> **Study material**
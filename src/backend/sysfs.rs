//! Linux backend answering CIM hardware classes from procfs and sysfs
//!
//! Maps the subset of `root\cimv2` classes the inventory needs onto files
//! under a configurable root:
//!
//! | Class                  | Source                                          |
//! |------------------------|-------------------------------------------------|
//! | Win32_BaseBoard        | `sys/class/dmi/id/board_*`                      |
//! | Win32_BIOS             | `sys/class/dmi/id/bios_*`, `product_serial`     |
//! | Win32_Processor        | `proc/cpuinfo`, one instance per package        |
//! | Win32_ComputerSystem   | `proc/meminfo`, `proc/sys/kernel/hostname`      |
//! | Win32_OperatingSystem  | `etc/os-release`, `proc/meminfo`, kernel release|
//!
//! Unreadable files (DMI serials are often root-only) leave the property
//! out of the record rather than failing the query.

use std::collections::BTreeMap;
use std::fs;
use std::path::PathBuf;

use tracing::{debug, trace};

use crate::backend::{
    BackendError, DEFAULT_NAMESPACE, ManagementBackend, RecordStream, SecurityContext,
    VecRecordStream, same_namespace,
};
use crate::query::{ParsedQuery, PropertyRecord, PropertyValue, QueryRequest};

/// Backend reading hardware facts from a procfs/sysfs tree
pub struct SysfsBackend {
    root: PathBuf,
    arch: String,
    connected: bool,
}

impl SysfsBackend {
    /// Backend over the live filesystem
    pub fn new() -> Self {
        Self::with_root("/")
    }

    /// Backend over an alternative root (chroot, container image, test tree)
    pub fn with_root(root: impl Into<PathBuf>) -> Self {
        Self {
            root: root.into(),
            arch: std::env::consts::ARCH.to_string(),
            connected: false,
        }
    }

    /// Override the architecture reported by `Win32_Processor`
    pub fn with_arch(mut self, arch: impl Into<String>) -> Self {
        self.arch = arch.into();
        self
    }

    fn path(&self, relative: &str) -> PathBuf {
        self.root.join(relative)
    }

    fn read_trimmed(&self, relative: &str) -> Option<String> {
        let path = self.path(relative);
        match fs::read_to_string(&path) {
            Ok(content) => Some(content.trim().to_string()),
            Err(e) => {
                trace!("Skipping {}: {}", path.display(), e);
                None
            }
        }
    }

    fn dmi(&self, record: &mut PropertyRecord, property: &str, file: &str) {
        if let Some(value) = self.read_trimmed(&format!("sys/class/dmi/id/{file}")) {
            record.insert(property, value);
        }
    }

    fn base_board(&self) -> Vec<PropertyRecord> {
        let mut record = PropertyRecord::new();
        self.dmi(&mut record, "SerialNumber", "board_serial");
        self.dmi(&mut record, "Manufacturer", "board_vendor");
        self.dmi(&mut record, "Product", "board_name");
        self.dmi(&mut record, "Version", "board_version");
        if record.is_empty() {
            return Vec::new();
        }
        record.insert("Tag", "Base Board");
        vec![record]
    }

    fn bios(&self) -> Vec<PropertyRecord> {
        let mut record = PropertyRecord::new();
        self.dmi(&mut record, "SerialNumber", "product_serial");
        self.dmi(&mut record, "Manufacturer", "bios_vendor");
        self.dmi(&mut record, "SMBIOSBIOSVersion", "bios_version");
        self.dmi(&mut record, "ReleaseDate", "bios_date");
        if record.is_empty() {
            Vec::new()
        } else {
            vec![record]
        }
    }

    fn processors(&self) -> Result<Vec<PropertyRecord>, BackendError> {
        let cpuinfo = fs::read_to_string(self.path("proc/cpuinfo"))?;
        let packages = parse_cpuinfo(&cpuinfo);
        let architecture = architecture_code(&self.arch);

        Ok(packages
            .into_iter()
            .map(|(package_id, package)| {
                let mut record = PropertyRecord::new()
                    .with("DeviceID", format!("CPU{package_id}"))
                    .with("NumberOfCores", package.cores() as u64)
                    .with("NumberOfLogicalProcessors", package.logical as u64);
                record.insert(
                    "Architecture",
                    architecture.map_or(PropertyValue::Null, PropertyValue::Unsigned),
                );
                if let Some(name) = package.model_name {
                    record.insert("Name", name);
                }
                record
            })
            .collect())
    }

    fn computer_system(&self) -> Result<Vec<PropertyRecord>, BackendError> {
        let meminfo = parse_meminfo(&fs::read_to_string(self.path("proc/meminfo"))?);
        let mut record = PropertyRecord::new();
        if let Some(total_kb) = meminfo.get("MemTotal") {
            record.insert("TotalPhysicalMemory", total_kb * 1024);
        }
        if let Some(hostname) = self.read_trimmed("proc/sys/kernel/hostname") {
            record.insert("Name", hostname);
        }
        if let Ok(cpuinfo) = fs::read_to_string(self.path("proc/cpuinfo")) {
            let packages = parse_cpuinfo(&cpuinfo);
            let logical: usize = packages.values().map(|p| p.logical).sum();
            record.insert("NumberOfProcessors", packages.len() as u64);
            record.insert("NumberOfLogicalProcessors", logical as u64);
        }
        Ok(vec![record])
    }

    fn operating_system(&self) -> Result<Vec<PropertyRecord>, BackendError> {
        let meminfo = parse_meminfo(&fs::read_to_string(self.path("proc/meminfo"))?);
        let mut record = PropertyRecord::new();
        // Win32_OperatingSystem reports memory sizes in kilobytes
        if let Some(total_kb) = meminfo.get("MemTotal") {
            record.insert("TotalVisibleMemorySize", *total_kb);
        }
        if let Some(free_kb) = meminfo.get("MemAvailable").or_else(|| meminfo.get("MemFree")) {
            record.insert("FreePhysicalMemory", *free_kb);
        }
        if let Some(release) = self.read_trimmed("proc/sys/kernel/osrelease") {
            record.insert("Version", release);
        }
        if let Some(os_release) = self.read_trimmed("etc/os-release")
            && let Some(caption) = os_release_field(&os_release, "PRETTY_NAME")
        {
            record.insert("Caption", caption);
        }
        record.insert("OSArchitecture", self.arch.clone());
        Ok(vec![record])
    }

    fn instances(&self, class: &str) -> Result<Vec<PropertyRecord>, BackendError> {
        match class.to_ascii_lowercase().as_str() {
            "win32_baseboard" => Ok(self.base_board()),
            "win32_bios" => Ok(self.bios()),
            "win32_processor" => self.processors(),
            "win32_computersystem" => self.computer_system(),
            "win32_operatingsystem" => self.operating_system(),
            _ => Err(BackendError::rejected(format!("invalid class: {class}"))),
        }
    }
}

impl Default for SysfsBackend {
    fn default() -> Self {
        Self::new()
    }
}

impl ManagementBackend for SysfsBackend {
    fn name(&self) -> &'static str {
        "sysfs"
    }

    fn initialize_security(&mut self) -> Result<SecurityContext, BackendError> {
        let proc_dir = self.path("proc");
        if !proc_dir.is_dir() {
            return Err(BackendError::unavailable(format!(
                "procfs not mounted at {}",
                proc_dir.display()
            )));
        }
        Ok(SecurityContext::new("procfs"))
    }

    fn connect(&mut self, namespace: &str) -> Result<(), BackendError> {
        if !same_namespace(namespace, DEFAULT_NAMESPACE) {
            return Err(BackendError::refused(
                namespace,
                "only root\\cimv2 is served from procfs/sysfs",
            ));
        }
        self.connected = true;
        Ok(())
    }

    fn exec_query<'a>(
        &'a mut self,
        request: &QueryRequest,
    ) -> Result<Box<dyn RecordStream + 'a>, BackendError> {
        let parsed = ParsedQuery::parse(&request.text).map_err(BackendError::rejected)?;
        let records: Vec<PropertyRecord> = self
            .instances(&parsed.class)?
            .into_iter()
            .filter(|record| parsed.matches(record))
            .map(|record| parsed.project(record))
            .collect();
        debug!(
            "sysfs query on {} produced {} record(s)",
            parsed.class,
            records.len()
        );
        Ok(Box::new(VecRecordStream::new(records)))
    }

    fn disconnect(&mut self) {
        self.connected = false;
    }

    fn release_security(&mut self) {}
}

// ============================================================================
// Parsing helpers
// ============================================================================

/// Win32_Processor.Architecture code for a Rust target architecture
pub fn architecture_code(arch: &str) -> Option<u64> {
    match arch {
        "x86" => Some(0),
        "mips" | "mips64" => Some(1),
        "powerpc" | "powerpc64" => Some(3),
        "arm" => Some(5),
        "x86_64" => Some(9),
        "aarch64" => Some(12),
        _ => None,
    }
}

#[derive(Debug, Default)]
struct CpuPackage {
    logical: usize,
    core_ids: std::collections::BTreeSet<String>,
    model_name: Option<String>,
}

impl CpuPackage {
    fn cores(&self) -> usize {
        if self.core_ids.is_empty() {
            self.logical
        } else {
            self.core_ids.len()
        }
    }
}

/// Group `/proc/cpuinfo` processor blocks by physical package id
fn parse_cpuinfo(content: &str) -> BTreeMap<String, CpuPackage> {
    let mut packages: BTreeMap<String, CpuPackage> = BTreeMap::new();

    for block in content.split("\n\n") {
        let fields: BTreeMap<&str, &str> = block
            .lines()
            .filter_map(|line| line.split_once(':'))
            .map(|(k, v)| (k.trim(), v.trim()))
            .collect();
        if !fields.contains_key("processor") {
            continue;
        }

        let package_id = fields.get("physical id").copied().unwrap_or("0");
        let package = packages.entry(package_id.to_string()).or_default();
        package.logical += 1;
        if let Some(core_id) = fields.get("core id") {
            package.core_ids.insert((*core_id).to_string());
        }
        if package.model_name.is_none() {
            package.model_name = fields
                .get("model name")
                .or_else(|| fields.get("Model"))
                .map(|s| (*s).to_string());
        }
    }

    packages
}

/// Parse `/proc/meminfo` into kilobyte values keyed by field name
fn parse_meminfo(content: &str) -> BTreeMap<String, u64> {
    content
        .lines()
        .filter_map(|line| {
            let (key, rest) = line.split_once(':')?;
            let value = rest.split_whitespace().next()?.parse::<u64>().ok()?;
            Some((key.trim().to_string(), value))
        })
        .collect()
}

fn os_release_field(content: &str, key: &str) -> Option<String> {
    content.lines().find_map(|line| {
        let (k, v) = line.split_once('=')?;
        (k.trim() == key).then(|| v.trim().trim_matches('"').to_string())
    })
}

> **Task requirements**
Going through the listing above, copy out every line that has the string "display".

> **Completed exercise**
                trace!("Skipping {}: {}", path.display(), e);
                proc_dir.display()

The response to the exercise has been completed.